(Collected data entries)
==========

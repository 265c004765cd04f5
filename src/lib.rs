//! Slang Composites
//!
//! Turns a directory of model schema files into compiled, cross-referencing
//! composite artifacts, a merged runtime definition and a relational mirror
//! schema describing how the models relate.
//!
//! ## Features
//!
//! - **Embeds**: directive-less object types are shared with every later model
//! - **Model references**: `${Model}` placeholders resolve to the stable id of
//!   a model compiled earlier in the build
//! - **Dependency planning**: files are ordered so referenced models compile first
//! - **Checksummed artifacts**: one versioned envelope per model on disk
//! - **Relational mirror**: document links gain a synthesized inverse side
//!
//! ## Architecture
//!
//! ```text
//! models/*.graphql
//!     │  loader::discover_schema_files
//!     ▼
//! plan::plan_build ──► build::Orchestrator ──► store::ArtifactStore
//!                         │  collect   (embeds / models)
//!                         │  resolver  (${Model} → id)
//!                         │  compiler  (CompositeCompiler)
//!                         ▼
//!                      merge ──► definition.ts, schema.graphql, index.json
//!                         │
//!                         ▼
//!                      relations ──► codegen::prisma ──► schema.prisma
//!                      codegen::{mutations, client}
//! ```

pub mod build;
pub mod checksum;
pub mod codegen;
pub mod collect;
pub mod compiler;
pub mod config;
pub mod error;
pub mod loader;
pub mod merge;
pub mod parser;
pub mod pipeline;
pub mod plan;
pub mod registry;
pub mod relations;
pub mod resolver;
pub mod schema;
pub mod store;
pub mod version;

pub use build::{BuildContext, Orchestrator};
pub use checksum::Checksum;
pub use compiler::{CompiledArtifact, CompositeCompiler, CompilerError, LocalCompiler};
pub use config::ComposerConfig;
pub use error::{ComposeError, Result};
pub use merge::MergedDefinition;
pub use pipeline::{Pipeline, PipelineReport};
pub use plan::{plan_build, BuildOrder, BuildPlan};
pub use registry::ArtifactRegistry;
pub use relations::RelationGraph;
pub use schema::{SchemaFile, TypeDefinition};
pub use version::FormatVersion;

==========

Directions for this task:
What you return must be an exact retyping of the lines above starting at the line with "pub mod version;" and ending at the line with "pub use relations::RelationGraph;", and nothing besides.

Result:
pub mod version;

pub use build::{BuildContext, Orchestrator};
pub use checksum::Checksum;
pub use compiler::{CompiledArtifact, CompositeCompiler, CompilerError, LocalCompiler};
pub use config::ComposerConfig;
pub use error::{ComposeError, Result};
pub use merge::MergedDefinition;
pub use pipeline::{Pipeline, PipelineReport};
pub use plan::{plan_build, BuildOrder, BuildPlan};
pub use registry::ArtifactRegistry;
pub use relations::RelationGraph;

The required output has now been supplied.